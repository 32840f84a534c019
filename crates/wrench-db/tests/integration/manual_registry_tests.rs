use std::time::Duration;

use tokio_util::sync::CancellationToken;
use wrench_core::download::{DownloadConfig, DownloadOrchestrator};
use wrench_core::error::AppError;
use wrench_core::manual::{FetchedManual, ManualEntry, ManualStatus};
use wrench_core::policy::ResiliencePolicy;
use wrench_core::retry::RetryOpts;
use wrench_core::traits::{ManualFetcher, ManualRegistry};
use wrench_db::{Database, ManualRepository};

use crate::integration::common::setup_test_db;

fn test_entry(n: u32, source: &str) -> ManualEntry {
    ManualEntry::new(format!("https://{source}.example/manuals/{n}.pdf"), source)
        .with_vehicle("Toyota", "Corolla", 2019 + n as i32)
        .with_manual_type("owner")
}

#[derive(Clone)]
struct FailingOn(&'static str);

impl ManualFetcher for FailingOn {
    async fn fetch(
        &self,
        _cancel: CancellationToken,
        entry: ManualEntry,
    ) -> Result<FetchedManual, AppError> {
        if entry.url.contains(self.0) {
            return Err(AppError::HttpError("HTTP 404".into()));
        }
        Ok(FetchedManual {
            local_path: format!("/data/{}.pdf", entry.id),
            size: 2048,
        })
    }
}

#[tokio::test]
async fn save_and_get_round_trip() {
    let (pool, _container) = setup_test_db().await;
    let repo = ManualRepository::new(pool);

    let mut entry = test_entry(1, "toyota");
    entry.trim = Some("LE".into());
    repo.save(&entry).await.unwrap();

    let got = repo.get(&entry.id).await.unwrap().expect("entry exists");
    assert_eq!(got.url, entry.url);
    assert_eq!(got.make, "Toyota");
    assert_eq!(got.year, 2020);
    assert_eq!(got.trim.as_deref(), Some("LE"));
    assert_eq!(got.status, ManualStatus::Discovered);
    assert!(got.downloaded_at.is_none());

    assert!(repo.get("missing").await.unwrap().is_none());
}

#[tokio::test]
async fn save_twice_updates_in_place() {
    let (pool, _container) = setup_test_db().await;
    let repo = ManualRepository::new(pool);

    let mut entry = test_entry(1, "toyota");
    repo.save(&entry).await.unwrap();
    entry.mark_downloaded("/data/toyota/1.pdf", 4096);
    repo.save(&entry).await.unwrap();

    let got = repo.get(&entry.id).await.unwrap().unwrap();
    assert_eq!(got.status, ManualStatus::Downloaded);
    assert_eq!(got.file_size, 4096);
    assert_eq!(got.local_path.as_deref(), Some("/data/toyota/1.pdf"));
    assert!(got.downloaded_at.is_some());
    assert_eq!(repo.stats().await.unwrap().total, 1);
}

#[tokio::test]
async fn list_by_status_oldest_first_with_limit() {
    let (pool, _container) = setup_test_db().await;
    let repo = ManualRepository::new(pool);

    let mut ids = Vec::new();
    for n in 0..4 {
        let mut entry = test_entry(n, "toyota");
        entry.discovered_at = chrono::Utc::now() - chrono::Duration::minutes(10 - n as i64);
        repo.save(&entry).await.unwrap();
        ids.push(entry.id);
    }
    repo.update_status(&ids[0], ManualStatus::Failed, Some("HTTP 500"))
        .await
        .unwrap();

    let pending = repo.list_by_status(ManualStatus::Discovered, 2).await.unwrap();
    let got: Vec<&str> = pending.iter().map(|e| e.id.as_str()).collect();
    assert_eq!(got, vec![ids[1].as_str(), ids[2].as_str()]);
}

#[tokio::test]
async fn update_status_records_and_clears_error() {
    let (pool, _container) = setup_test_db().await;
    let repo = ManualRepository::new(pool);
    let entry = test_entry(1, "toyota");
    repo.save(&entry).await.unwrap();

    repo.update_status(&entry.id, ManualStatus::Failed, Some("timeout"))
        .await
        .unwrap();
    let got = repo.get(&entry.id).await.unwrap().unwrap();
    assert_eq!(got.status, ManualStatus::Failed);
    assert_eq!(got.error.as_deref(), Some("timeout"));

    repo.update_status(&entry.id, ManualStatus::Downloading, None)
        .await
        .unwrap();
    let got = repo.get(&entry.id).await.unwrap().unwrap();
    assert!(got.error.is_none());
}

#[tokio::test]
async fn update_status_unknown_id_is_not_found() {
    let (pool, _container) = setup_test_db().await;
    let repo = ManualRepository::new(pool);

    let err = repo
        .update_status("deadbeef", ManualStatus::Failed, None)
        .await
        .unwrap_err();
    assert!(matches!(err, AppError::NotFound(_)));
}

#[tokio::test]
async fn stats_group_by_status_and_source() {
    let (pool, _container) = setup_test_db().await;
    let repo = ManualRepository::new(pool);

    for n in 0..3 {
        repo.save(&test_entry(n, "toyota")).await.unwrap();
    }
    let archived = test_entry(9, "archive");
    repo.save(&archived).await.unwrap();
    repo.update_status(&archived.id, ManualStatus::Failed, Some("HTTP 403"))
        .await
        .unwrap();

    let stats = repo.stats().await.unwrap();
    assert_eq!(stats.total, 4);
    assert_eq!(stats.count(ManualStatus::Discovered), 3);
    assert_eq!(stats.count(ManualStatus::Failed), 1);
    assert_eq!(stats.by_source["toyota"], 3);
    assert_eq!(stats.by_source["archive"], 1);
}

#[tokio::test]
async fn requeue_failed_respects_limit() {
    let (pool, _container) = setup_test_db().await;
    let repo = ManualRepository::new(pool);

    for n in 0..3 {
        let entry = test_entry(n, "toyota");
        repo.save(&entry).await.unwrap();
        repo.update_status(&entry.id, ManualStatus::Failed, Some("HTTP 503"))
            .await
            .unwrap();
    }

    assert_eq!(repo.requeue_failed(2).await.unwrap(), 2);
    let stats = repo.stats().await.unwrap();
    assert_eq!(stats.count(ManualStatus::Discovered), 2);
    assert_eq!(stats.count(ManualStatus::Failed), 1);

    let requeued = repo.list_by_status(ManualStatus::Discovered, 10).await.unwrap();
    assert!(requeued.iter().all(|e| e.error.is_none()));
}

#[tokio::test]
async fn list_by_make_is_case_insensitive() {
    let (pool, _container) = setup_test_db().await;
    let repo = ManualRepository::new(pool);

    for n in 0..3 {
        repo.save(&test_entry(n, "toyota")).await.unwrap();
    }
    let kia =
        ManualEntry::new("https://kia.example/niro.pdf", "kia").with_vehicle("Kia", "Niro", 2021);
    repo.save(&kia).await.unwrap();

    let toyotas = repo.list_by_make("TOYOTA", 10).await.unwrap();
    assert_eq!(toyotas.len(), 3);
    assert_eq!(toyotas[0].year, 2021);
}

#[tokio::test]
async fn download_batch_against_postgres() {
    let (pool, _container) = setup_test_db().await;
    let db = Database::from_pool(pool);
    db.manual_repo().health_check().await.unwrap();
    let repo = db.manual_repo();

    for n in 0..4 {
        repo.save(&test_entry(n, "toyota")).await.unwrap();
    }

    let orchestrator = DownloadOrchestrator::with_fetcher(
        repo.clone(),
        FailingOn("/2.pdf"),
        &ResiliencePolicy::new(RetryOpts::new(1, Duration::ZERO, Duration::ZERO)),
        DownloadConfig {
            concurrency: 2,
            batch_limit: 10,
            pause: Duration::ZERO,
        },
    );
    let report = orchestrator
        .download(&CancellationToken::new(), 0)
        .await
        .unwrap();

    assert_eq!(report.downloaded, 3);
    assert_eq!(report.failed, 1);

    let stats = repo.stats().await.unwrap();
    assert_eq!(stats.count(ManualStatus::Downloaded), 3);
    assert_eq!(stats.count(ManualStatus::Failed), 1);
    let failed = repo.list_by_status(ManualStatus::Failed, 10).await.unwrap();
    assert!(failed[0].error.as_deref().unwrap_or_default().contains("404"));
}
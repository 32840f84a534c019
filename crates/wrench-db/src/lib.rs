pub mod database;
pub mod manual_repository;

pub use database::Database;
pub use manual_repository::ManualRepository;
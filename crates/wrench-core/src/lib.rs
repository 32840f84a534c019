pub mod circuit_breaker;
pub mod discovery;
pub mod download;
pub mod error;
pub mod limiter;
pub mod manual;
pub mod parallel;
pub mod policy;
pub mod registry;
pub mod result;
pub mod retry;
pub mod seq;
pub mod stage;
pub mod traits;

#[cfg(test)]
pub(crate) mod testutil;

pub use circuit_breaker::{CircuitBreaker, CircuitBreakerConfig, CircuitState};
pub use download::{DownloadConfig, DownloadOrchestrator, DownloadReport};
pub use error::AppError;
pub use limiter::{RateLimiter, RateLimiterConfig};
pub use manual::{FetchedManual, ManualEntry, ManualStats, ManualStatus};
pub use policy::ResiliencePolicy;
pub use registry::MemoryRegistry;
pub use result::ResultExt;
pub use retry::RetryOpts;
pub use stage::Stage;
pub use traits::{ManualFetcher, ManualRegistry, ManualSource};
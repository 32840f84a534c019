pub mod common;
mod manual_registry_tests;
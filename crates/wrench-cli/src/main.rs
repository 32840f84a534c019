use std::path::PathBuf;
use std::time::Duration;

use anyhow::{Context, Result};
use clap::{Args, Parser, Subcommand};
use tokio_util::sync::CancellationToken;
use tracing_subscriber::EnvFilter;

use wrench_client::{PdfDownloader, PdfDownloaderConfig};
use wrench_core::discovery::{DiscoveryConfig, SeedFileSource, register_discovered};
use wrench_core::{
    CircuitBreaker, CircuitBreakerConfig, DownloadConfig, DownloadOrchestrator, ManualRegistry,
    ManualStatus, RateLimiter, RateLimiterConfig, ResiliencePolicy, RetryOpts,
};
use wrench_db::{Database, ManualRepository};

#[derive(Parser)]
#[command(name = "wrench", version, about = "Vehicle manual crawler")]
struct Cli {
    /// PostgreSQL connection string for the manual registry
    #[arg(long, env = "DATABASE_URL", global = true, hide_env_values = true)]
    database_url: Option<String>,

    /// Pool size for registry connections
    #[arg(
        long,
        env = "DATABASE_MAX_CONNECTIONS",
        global = true,
        default_value_t = 5,
        value_parser = clap::value_parser!(u32).range(1..)
    )]
    db_max_connections: u32,

    #[command(subcommand)]
    command: Commands,
}

#[derive(Subcommand)]
enum Commands {
    /// Register manuals listed in a JSON-lines seed file
    Discover {
        /// Seed file with one `{"url", "make", "model", "year"}` object per line
        #[arg(short, long)]
        seed: PathBuf,

        /// Source name recorded on every entry
        #[arg(long, default_value = "seed")]
        source: String,

        /// Makes to keep (comma separated). Defaults to every known make
        #[arg(long, value_delimiter = ',')]
        makes: Vec<String>,

        /// First model year (0 = default range)
        #[arg(long, default_value_t = 0)]
        year_from: i32,

        /// Last model year (0 = default range)
        #[arg(long, default_value_t = 0)]
        year_to: i32,

        /// Keep at most this many entries per source (0 = no cap)
        #[arg(long, default_value_t = 0)]
        max_per_source: usize,
    },

    /// Download discovered manuals
    Download(DownloadArgs),

    /// Move failed manuals back to discovered
    Requeue {
        #[arg(short, long, default_value_t = 100)]
        limit: usize,
    },

    /// Show counts by status and source
    Stats,

    /// List manuals with a given status
    List {
        #[arg(short, long, default_value = "discovered")]
        status: ManualStatus,

        #[arg(short, long, default_value_t = 20)]
        limit: usize,

        /// Only show this make (case-insensitive); ignores --status
        #[arg(long)]
        make: Option<String>,
    },
}

#[derive(Args)]
struct DownloadArgs {
    /// Manuals to attempt in this run (0 = batch default of 100)
    #[arg(short, long, default_value_t = 0)]
    limit: usize,

    /// Concurrent downloads
    #[arg(short, long, env = "WRENCH_CONCURRENCY", default_value_t = 4)]
    concurrency: usize,

    /// Pause after each manual, in milliseconds
    #[arg(long, env = "WRENCH_PAUSE_MS", default_value_t = 1000)]
    pause_ms: u64,

    /// Directory manuals are written to
    #[arg(short, long, env = "WRENCH_OUTPUT_DIR", default_value = "manuals")]
    output_dir: PathBuf,

    /// Largest accepted PDF in MiB (0 = unlimited)
    #[arg(long, default_value_t = 100)]
    max_size_mb: u64,

    /// User-Agent header sent with every request
    #[arg(long, env = "WRENCH_USER_AGENT", default_value = "Wrench/0.3 (manual downloader)")]
    user_agent: String,

    /// Per-request timeout in seconds
    #[arg(long, default_value_t = 60)]
    timeout_secs: u64,

    /// Attempts per manual, including the first
    #[arg(long, default_value_t = 3)]
    retries: u32,

    /// First retry wait in milliseconds; doubles per attempt
    #[arg(long, default_value_t = 1000)]
    retry_wait_ms: u64,

    /// Requests per second across all workers (0 = no limiter)
    #[arg(long, default_value_t = 0.0)]
    rate: f64,

    /// Requests allowed in a burst when --rate is set
    #[arg(long, default_value_t = 1)]
    burst: u32,

    /// Consecutive failures that open the circuit (0 = no breaker)
    #[arg(long, default_value_t = 5)]
    breaker_threshold: u32,

    /// Seconds the circuit stays open before a probe
    #[arg(long, default_value_t = 30)]
    breaker_timeout_secs: u64,
}

#[tokio::main]
async fn main() -> Result<()> {
    let _ = dotenvy::dotenv();

    tracing_subscriber::fmt()
        .with_env_filter(EnvFilter::from_default_env().add_directive("wrench=info".parse()?))
        .with_target(false)
        .with_writer(std::io::stderr)
        .init();

    let cli = Cli::parse();
    let cancel = CancellationToken::new();
    spawn_ctrl_c(cancel.clone());

    let repo = connect_db(cli.database_url.as_deref(), cli.db_max_connections).await?;

    match cli.command {
        Commands::Discover {
            seed,
            source,
            makes,
            year_from,
            year_to,
            max_per_source,
        } => {
            let config = DiscoveryConfig {
                makes,
                years: (year_from, year_to),
                max_per_source,
            };
            let sources = [SeedFileSource::new(source, seed)];
            let saved = register_discovered(&cancel, &repo, &sources, &config)
                .await
                .map_err(|e| anyhow::anyhow!(e))?;
            println!("Registered {saved} new manuals");
        }
        Commands::Download(args) => cmd_download(&cancel, repo, args).await?,
        Commands::Requeue { limit } => {
            let requeued = repo
                .requeue_failed(limit)
                .await
                .map_err(|e| anyhow::anyhow!(e))?;
            println!("Requeued {requeued} failed manuals");
        }
        Commands::Stats => {
            let stats = repo.stats().await.map_err(|e| anyhow::anyhow!(e))?;
            println!("{}", serde_json::to_string_pretty(&stats)?);
        }
        Commands::List {
            status,
            limit,
            make,
        } => {
            let entries = match make {
                Some(make) => repo.list_by_make(&make, limit).await,
                None => repo.list_by_status(status, limit).await,
            }
            .map_err(|e| anyhow::anyhow!(e))?;

            if entries.is_empty() {
                println!("No manuals found");
                return Ok(());
            }
            for entry in &entries {
                println!(
                    "  [{}] {} {} {} {} ({}) {}",
                    entry.status,
                    &entry.id[..entry.id.len().min(8)],
                    entry.year,
                    entry.make,
                    entry.model,
                    entry.manual_type,
                    entry.local_path.as_deref().unwrap_or(&entry.url),
                );
                if let Some(error) = &entry.error {
                    println!("         error: {error}");
                }
            }
            println!("\nTotal: {} manuals", entries.len());
        }
    }

    Ok(())
}

async fn connect_db(url: Option<&str>, max_connections: u32) -> Result<ManualRepository> {
    let url = url.context("DATABASE_URL not set. Pass --database-url or set the variable")?;
    let db = Database::open(url, max_connections)
        .await
        .context("Failed to open manual registry")?;
    Ok(db.manual_repo())
}

fn spawn_ctrl_c(cancel: CancellationToken) {
    tokio::spawn(async move {
        if tokio::signal::ctrl_c().await.is_ok() {
            tracing::warn!("Interrupted, finishing in-flight downloads");
            cancel.cancel();
        }
    });
}

fn resilience_policy(args: &DownloadArgs) -> Result<ResiliencePolicy> {
    let retry = RetryOpts::new(
        args.retries,
        Duration::from_millis(args.retry_wait_ms),
        Duration::from_secs(30),
    )
    .with_jitter(true);
    let mut policy = ResiliencePolicy::new(retry);

    if args.breaker_threshold > 0 {
        policy = policy.with_breaker(CircuitBreaker::new(
            "manual-downloads",
            CircuitBreakerConfig {
                failure_threshold: args.breaker_threshold,
                open_timeout: Duration::from_secs(args.breaker_timeout_secs),
                half_open_max: 1,
            },
        ));
    }
    if args.rate > 0.0 {
        let limiter = RateLimiter::new(
            "manual-downloads",
            RateLimiterConfig::new(args.rate, args.burst),
        )
        .map_err(|e| anyhow::anyhow!(e))?;
        policy = policy.with_limiter(limiter);
    }
    Ok(policy)
}

async fn cmd_download(
    cancel: &CancellationToken,
    repo: ManualRepository,
    args: DownloadArgs,
) -> Result<()> {
    let policy = resilience_policy(&args)?;
    let downloader = PdfDownloader::new(PdfDownloaderConfig {
        output_dir: args.output_dir.clone(),
        max_file_size: args.max_size_mb * 1024 * 1024,
        user_agent: args.user_agent.clone(),
        timeout: Duration::from_secs(args.timeout_secs),
    })
    .context("Failed to create HTTP client")?;

    let config = DownloadConfig {
        concurrency: args.concurrency,
        pause: Duration::from_millis(args.pause_ms),
        ..Default::default()
    };

    tracing::info!(
        output_dir = %args.output_dir.display(),
        concurrency = config.concurrency,
        "Starting download run"
    );

    let orchestrator = DownloadOrchestrator::with_fetcher(repo, downloader, &policy, config);
    let report = orchestrator
        .download(cancel, args.limit)
        .await
        .map_err(|e| anyhow::anyhow!(e))?;

    if let Some(breaker) = &policy.breaker {
        let stats = breaker.stats();
        tracing::info!(
            state = %stats.state,
            consecutive_failures = stats.consecutive_failures,
            "Circuit breaker at end of run"
        );
    }

    println!("{}", serde_json::to_string_pretty(&report)?);
    Ok(())
}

PROBLEM TO SOLVE:
From the listing, copy each line containing the word "true".

SOLUTION TO THIS EXERCISE:
    #[arg(long, env = "DATABASE_URL", global = true, hide_env_values = true)]
        global = true,
    .with_jitter(true);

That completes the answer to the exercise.